Mildly elevated serum bilirubin levels were reported to be associated with decreased risk of non-alcoholic fatty liver disease (NAFLD). Whether this is a causal relationship remains unclear. We tested the hypothesis that genetically elevated plasma bilirubin levels are causally related to reduce risk of NAFLD. A total of 403 eligible participants were enrolled. NAFLD was determined by liver ultrasonography. The uridine diphosphate glucuronosyltransferase 1A1 (UGT1A1) gene variants (UGT1A1*6 and UGT1A1*28) were genotyped through sequencing. We applied a Mendelian randomization approach to assess the effects of genetically elevated bilirubin levels on NAFLD. NAFLD was diagnosed in 19% of participants in our study (NAFLD = 76; Non-NAFLD = 327). The variants of UGT1A1*28 and UGT1A1*6 were strongly associated with increased total bilirubin (TB), direct bilirubin (DB), and indirect bilirubin (IB) levels (each P < 0.001). These two common variants explain 12.7% (TB), 11.4% (IB), and 10.2% (DB) of the variance in bilirubin levels, respectively.
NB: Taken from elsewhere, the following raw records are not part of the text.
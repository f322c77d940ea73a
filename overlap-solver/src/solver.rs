//! Top-level entry point: validates a request, tries the cache, then
//! the heuristic cascade, then a depth-bounded BFS for something
//! shorter, and finally the one hand-coded special case the graph
//! can't express (pot LED calibration).

use std::path::Path;

use thiserror::Error;

use crate::bfs::bfs;
use crate::cache::{self, CacheError};
use crate::catalog::Command;
use crate::heuristic::solve_with_heuristic;
use crate::rewrite::convert_target_state;
use crate::state::State;
use crate::transition::{apply, is_solution};
use crate::validation::{self, ValidationError};

const MAX_STEPS_TO_CHECK: u32 = 3;

#[derive(Debug, Error)]
pub enum SolveError {
    #[error(transparent)]
    Validation(#[from] ValidationError),
    #[error(transparent)]
    Cache(#[from] CacheError),
}

/// Rewrites ambiguous targets against the initial state, validates the
/// rewritten request, and solves for a command sequence.
///
/// `desired_state` is taken as given by the caller (not yet rewritten
/// through [`convert_target_state`]) — that rewrite happens here, before
/// validation, since aliases like "frontled playpause" or a bare
/// "frontled rup" are only valid as caller-facing shorthand: they are
/// not themselves in `COMMAND_ALIASES` and would fail `is_valid_state`
/// if checked before being rewritten into the concrete alias they
/// stand for. This mirrors `main.py`, which always rewrites the target
/// before validating or solving.
pub fn solve_command_series(
    cache_path: Option<&Path>,
    initial_state: &[&str],
    desired_state: &[&str],
) -> Result<Option<Vec<Command>>, SolveError> {
    let rewritten: Vec<String> = if let [single] = desired_state {
        vec![convert_target_state(single, initial_state)]
    } else {
        desired_state.iter().map(|s| s.to_string()).collect()
    };
    let rewritten_refs: Vec<&str> = rewritten.iter().map(String::as_str).collect();

    validation::validate(initial_state, &rewritten_refs)?;

    solve(cache_path, initial_state, &rewritten_refs)
}

/// Solves without running the validation/rewrite pass — used when the
/// caller already has a decoded, validated target (e.g. the cache
/// builder enumerating every reachable combination).
pub fn solve(
    cache_path: Option<&Path>,
    initial_state: &[&str],
    desired_state: &[&str],
) -> Result<Option<Vec<Command>>, SolveError> {
    if let (Some(path), [target]) = (cache_path, desired_state) {
        if let Some(cached) = cache::get_cached(path, initial_state, target)? {
            return Ok(Some(cached));
        }
    }

    let decoded_initial_state = State::new().read(initial_state);
    let decoded_desired_state = decoded_initial_state.read(desired_state);

    if let Some(special) = handle_special_case(&decoded_initial_state, &decoded_desired_state) {
        return Ok(Some(special));
    }

    if let [target] = desired_state {
        if !decoded_initial_state.is_setting_effective(target) {
            return Ok(Some(Vec::new()));
        }
    }

    Ok(solve_internal(&decoded_initial_state, &decoded_desired_state))
}

pub fn solve_internal(initial: &State, desired: &State) -> Option<Vec<Command>> {
    if initial.encode() == desired.encode() {
        return Some(Vec::new());
    }

    let heuristic_solution = solve_with_heuristic(initial, desired);

    let limit = match &heuristic_solution {
        Some(sol) => (sol.len() as u32).saturating_sub(1).min(MAX_STEPS_TO_CHECK),
        None => MAX_STEPS_TO_CHECK,
    };

    if let Some(solution) = bfs(initial, desired, limit) {
        debug_assert!(is_solution(&solution, initial, desired));
        return Some(solution);
    }

    heuristic_solution
}

/// `potled_calibration` can only be reached by 17 consecutive presses
/// of `FRONT_DIY5_POT_R` — far too deep for BFS or the heuristic cascade
/// to ever find on their own, so it's special-cased outside the graph.
/// After calibrating, the solver tries to find its way back to whatever
/// state calibration disturbed.
pub fn handle_special_case(state: &State, end_state: &State) -> Option<Vec<Command>> {
    if end_state.potled_calibration != 1 {
        return None;
    }

    let calibration_phase = vec![Command::FrontDiy5PotR; 17];
    let next_state = apply(state, Command::FrontDiy5PotR);

    if let Some(steps_to_return) = solve_internal(&next_state, state) {
        let mut full = calibration_phase;
        full.extend(steps_to_return);
        return Some(full);
    }

    Some(calibration_phase)
}

#[cfg(test)]
mod tests {
    use super::*;

    #[test]
    fn identical_states_need_no_commands() {
        let state = State::new();
        assert_eq!(solve_internal(&state, &state), Some(Vec::new()));
    }

    #[test]
    fn single_color_change_solves_in_one_step() {
        let initial = State::new();
        let mut desired = initial;
        desired.frontled_mode = 5;
        assert_eq!(solve_internal(&initial, &desired), Some(vec![Command::FrontG]));
    }

    #[test]
    fn end_to_end_request_without_cache() {
        let initial = ["backled r", "frontled r", "potled r"];
        let desired = ["frontled g"];
        let solution = solve(None, &initial, &desired).unwrap().unwrap();
        assert_eq!(solution, vec![Command::FrontG]);
    }

    #[test]
    fn ineffective_target_yields_empty_solution() {
        let initial = ["backled r", "frontled r", "potled r", "frontled off"];
        let desired = ["frontled dim"];
        let solution = solve(None, &initial, &desired).unwrap();
        assert_eq!(solution, Some(Vec::new()));
    }

    #[test]
    fn invalid_alias_is_rejected() {
        let initial = ["backled r", "frontled r", "potled r"];
        let desired = ["not a real alias"];
        let err = solve_command_series(None, &initial, &desired).unwrap_err();
        assert!(matches!(err, SolveError::Validation(ValidationError::InvalidDesiredState)));
    }

    /// "frontled playpause" isn't itself a recognized command alias — it
    /// only makes sense once rewritten against the initial state, into
    /// "frontled paused"/"frontled unpaused". It must be rewritten
    /// before validation runs, or it is wrongly rejected as invalid
    /// instead of reaching the solver at all.
    #[test]
    fn playpause_alias_is_rewritten_before_validation() {
        let initial = ["backled r", "frontled r", "potled r"];
        let desired = ["frontled playpause"];
        // "frontled paused"/"unpaused" are never effective settings per
        // `is_setting_effective` (ported faithfully from
        // `is_state_setting_effective`, which never matches them either),
        // so the solve always comes back with an empty command series —
        // the point of this test is that it comes back at all, rather
        // than failing validation.
        let solution = solve_command_series(None, &initial, &desired).unwrap();
        assert_eq!(solution, Some(Vec::new()));
    }

    /// Same story for the bare directional aliases ("frontled rup"):
    /// they only resolve to a real command once bound to whichever DIY
    /// slot the initial state names.
    #[test]
    fn bare_directional_alias_is_rewritten_before_validation() {
        let initial = ["backled r", "frontled diy3", "potled r"];
        let desired = ["frontled rup"];
        let solution = solve_command_series(None, &initial, &desired).unwrap();
        assert_eq!(solution, Some(vec![Command::FrontRupPotG3]));
    }

    #[test]
    fn calibration_special_case_presses_diy5_seventeen_times() {
        let mut state = State::new();
        state.frontled_mode = 24;
        let mut desired = state;
        desired.potled_calibration = 1;
        let solution = handle_special_case(&state, &desired).unwrap();
        assert_eq!(&solution[..17], &[Command::FrontDiy5PotR; 17]);
    }
}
In logistic regression model, after multifactorial adjustment for sex, age, aminotransferase (ALT), white blood count (WBC), and body mass index (BMI), variant UGT1A1*28 (OR = 1.39; 95%CI: 0.614–3.170; P = 0.43) and UGT1A1*6 (OR = 1.64, 95%CI, 0.78–3.44; P = 0.19) genotypes were not significantly associated with the risk of NAFLD. Moreover, the plasma bilirubin level (TB, IB, and DB) were not significantly associated with the risk of NAFLD (P > 0.30). A Mendelian randomization analysis of the UGT1A1 variants suggests that bilirubin is unlikely causally related with the risk of NAFLD.